Nun fragen wir uns, was er denn während seiner Amtszeit oder in seiner nachpolitischen Ära für den Weltfrieden getan hat. Seine Weltrettungsambitionen, wenn man sie nicht als das bezeichnen will was sie sind, nämlich reine Panikmache, gehören doch eher in den Bereich Physik oder vielleicht auch Biologie.

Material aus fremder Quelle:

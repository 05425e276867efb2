//! Hosted Gateway
//!
//! Talks to the hosted service over HTTP: row access through the
//! `/rest/v1/<table>` endpoints and sessions through `/auth/v1`.

use async_trait::async_trait;
use parking_lot::RwLock;
use reqwest::{Client, RequestBuilder, Response, StatusCode};
use serde::Deserialize;
use serde_json::{json, Value};

use super::{AuthGateway, RemoteTable, Session};
use crate::error::{GatewayError, GatewayResult};
use crate::models::{AccountId, Entity, Profile, ProfileFlag};

const PROFILES: &str = "profiles";

/// HTTP client for the hosted data service
pub struct RestGateway {
    http: Client,
    base_url: String,
    anon_key: String,
    session: RwLock<Option<Session>>,
}

#[derive(Deserialize)]
struct AuthUser {
    id: String,
    #[serde(default)]
    email: Option<String>,
}

#[derive(Deserialize)]
struct TokenResponse {
    access_token: String,
    user: AuthUser,
}

impl RestGateway {
    pub fn new(base_url: impl Into<String>, anon_key: impl Into<String>) -> GatewayResult<Self> {
        let http = Client::builder()
            .build()
            .map_err(|e| GatewayError::Transport(e.to_string()))?;
        Ok(Self {
            http,
            base_url: base_url.into().trim_end_matches('/').to_string(),
            anon_key: anon_key.into(),
            session: RwLock::new(None),
        })
    }

    /// Resume a session obtained elsewhere (e.g. persisted by the caller)
    pub fn with_session(self, session: Session) -> Self {
        *self.session.write() = Some(session);
        self
    }

    pub fn session(&self) -> Option<Session> {
        self.session.read().clone()
    }

    fn table_url(&self, table: &str) -> String {
        format!("{}/rest/v1/{}", self.base_url, table)
    }

    fn auth_url(&self, path: &str) -> String {
        format!("{}/auth/v1/{}", self.base_url, path)
    }

    /// Attach the api key and the session token (or the anon key when signed out)
    fn authed(&self, request: RequestBuilder) -> RequestBuilder {
        let token = self
            .session
            .read()
            .as_ref()
            .map(|s| s.access_token.clone())
            .unwrap_or_else(|| self.anon_key.clone());
        request.header("apikey", &self.anon_key).bearer_auth(token)
    }

    async fn send(&self, request: RequestBuilder) -> GatewayResult<Response> {
        let response = self.authed(request).send().await.map_err(transport)?;
        let status = response.status();
        if status.is_success() {
            return Ok(response);
        }
        let body = response.text().await.unwrap_or_default();
        Err(map_status(status, error_message(&body, status)))
    }

    /// PATCH/DELETE with `return=representation`; an empty result means no row matched
    async fn mutate_one(&self, request: RequestBuilder, what: String) -> GatewayResult<()> {
        let request = request.header("Prefer", "return=representation");
        let rows: Vec<Value> = self.send(request).await?.json().await.map_err(transport)?;
        if rows.is_empty() {
            return Err(GatewayError::NotFound(what));
        }
        Ok(())
    }

    fn store_session(&self, token: TokenResponse) -> Session {
        let session = Session {
            account: AccountId::new(token.user.id),
            email: token.user.email,
            access_token: token.access_token,
        };
        *self.session.write() = Some(session.clone());
        session
    }
}

fn transport(e: reqwest::Error) -> GatewayError {
    GatewayError::Transport(e.to_string())
}

/// Map a non-success HTTP status onto the gateway taxonomy
pub(crate) fn map_status(status: StatusCode, message: String) -> GatewayError {
    match status {
        StatusCode::UNAUTHORIZED | StatusCode::FORBIDDEN => GatewayError::Auth(message),
        StatusCode::NOT_FOUND => GatewayError::NotFound(message),
        StatusCode::BAD_REQUEST | StatusCode::CONFLICT | StatusCode::UNPROCESSABLE_ENTITY => {
            GatewayError::Validation(message)
        }
        _ => GatewayError::Transport(message),
    }
}

/// Pull a readable message out of an error body
pub(crate) fn error_message(body: &str, status: StatusCode) -> String {
    if let Ok(value) = serde_json::from_str::<Value>(body) {
        for key in ["message", "msg", "error_description", "error"] {
            if let Some(text) = value.get(key).and_then(Value::as_str) {
                return text.to_string();
            }
        }
    }
    match body.trim() {
        "" => status.to_string(),
        text => text.to_string(),
    }
}

#[async_trait]
impl<E: Entity> RemoteTable<E> for RestGateway {
    async fn list(&self) -> GatewayResult<Vec<E::Row>> {
        let request = self
            .http
            .get(self.table_url(E::TABLE))
            .query(&[("select", "*"), ("order", "created_at.desc")]);
        self.send(request).await?.json().await.map_err(transport)
    }

    async fn insert(&self, row: E::NewRow) -> GatewayResult<E::Row> {
        let request = self
            .http
            .post(self.table_url(E::TABLE))
            .header("Prefer", "return=representation")
            .json(&[row]);
        let rows: Vec<E::Row> = self.send(request).await?.json().await.map_err(transport)?;
        rows.into_iter()
            .next()
            .ok_or_else(|| GatewayError::Validation(format!("insert into {} returned no row", E::TABLE)))
    }

    async fn update(&self, id: &str, patch: E::RowPatch) -> GatewayResult<()> {
        let request = self
            .http
            .patch(self.table_url(E::TABLE))
            .query(&[("id", format!("eq.{}", id))])
            .json(&patch);
        self.mutate_one(request, format!("{} {}", E::TABLE, id)).await
    }

    async fn delete(&self, id: &str) -> GatewayResult<()> {
        let request = self
            .http
            .delete(self.table_url(E::TABLE))
            .query(&[("id", format!("eq.{}", id))]);
        self.mutate_one(request, format!("{} {}", E::TABLE, id)).await
    }
}

#[async_trait]
impl AuthGateway for RestGateway {
    async fn restore_session(&self) -> GatewayResult<Option<Session>> {
        Ok(self.session())
    }

    async fn sign_in(&self, email: &str, password: &str) -> GatewayResult<Session> {
        let request = self
            .http
            .post(self.auth_url("token"))
            .query(&[("grant_type", "password")])
            .json(&json!({ "email": email, "password": password }));
        let token: TokenResponse = self.send(request).await?.json().await.map_err(transport)?;
        Ok(self.store_session(token))
    }

    async fn sign_up(&self, email: &str, password: &str, full_name: &str) -> GatewayResult<Session> {
        let request = self.http.post(self.auth_url("signup")).json(&json!({
            "email": email,
            "password": password,
            "data": { "full_name": full_name },
        }));
        let body: Value = self.send(request).await?.json().await.map_err(transport)?;
        let token: TokenResponse = serde_json::from_value(body)
            .map_err(|_| GatewayError::Auth("Check your email to confirm the account".to_string()))?;
        let session = self.store_session(token);

        let profile = json!([{
            "id": session.account,
            "email": email,
            "full_name": full_name,
            "avatar_url": "",
            "is_premium": false,
        }]);
        let request = self.http.post(self.table_url(PROFILES)).json(&profile);
        if let Err(e) = self.send(request).await {
            // A database trigger may already have created it
            log::warn!("[auth] profile insert after sign-up failed: {}", e);
        }
        Ok(session)
    }

    async fn sign_out(&self) -> GatewayResult<()> {
        let request = self.http.post(self.auth_url("logout"));
        let result = self.send(request).await.map(|_| ());
        *self.session.write() = None;
        result
    }

    async fn fetch_profile(&self, account: &AccountId) -> GatewayResult<Profile> {
        let request = self
            .http
            .get(self.table_url(PROFILES))
            .query(&[("select", "*".to_string()), ("id", format!("eq.{}", account))]);
        let rows: Vec<Profile> = self.send(request).await?.json().await.map_err(transport)?;
        rows.into_iter()
            .next()
            .ok_or_else(|| GatewayError::NotFound(format!("profile {}", account)))
    }

    async fn update_profile_flag(
        &self,
        account: &AccountId,
        flag: ProfileFlag,
        value: bool,
    ) -> GatewayResult<()> {
        let mut body = serde_json::Map::new();
        body.insert(flag.column().to_string(), Value::Bool(value));
        let request = self
            .http
            .patch(self.table_url(PROFILES))
            .query(&[("id", format!("eq.{}", account))])
            .json(&body);
        self.mutate_one(request, format!("profile {}", account)).await
    }
}
//! Repository Layer
//!
//! Data access abstractions and their SQLite implementations.

mod account_repo;
pub(crate) mod db;
mod profile_repo;
mod record_repo;
mod table;
mod traits;


pub use account_repo::{AccountRepository, SessionRepository};
pub use db::{init_db, DbState};
pub use profile_repo::ProfileRepository;
pub use record_repo::RecordRepository;
pub use table::Stored;
pub use traits::Repository;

Zum Glück hilft uns aber der britische Richter Michael Burton aus. Er hat jetzt die Verbreitung von Al Gore’s film „An Inconvenient Truth“ an den Grundschulen in England und Wales verboten, wie wir auf www.telegraph.co.uk erfahren können. Als Begründung führt er an, dass der Film neun eklatante wissenschaftliche Fehler enthalte und kein wissenschaftlicher Dokumentarfilm sei sonder ein rein politischer.

Na, dann ist der Friedensnobelpreis also doch richtig. Immerhin sind sich bei dem Thema ja fast alle einig und wenn die Menschen schon mal nicht wegen Meinungsverschiedenheiten aufeinander losgehen ist das schon fast Frieden. Lachen muss ich trotzdem.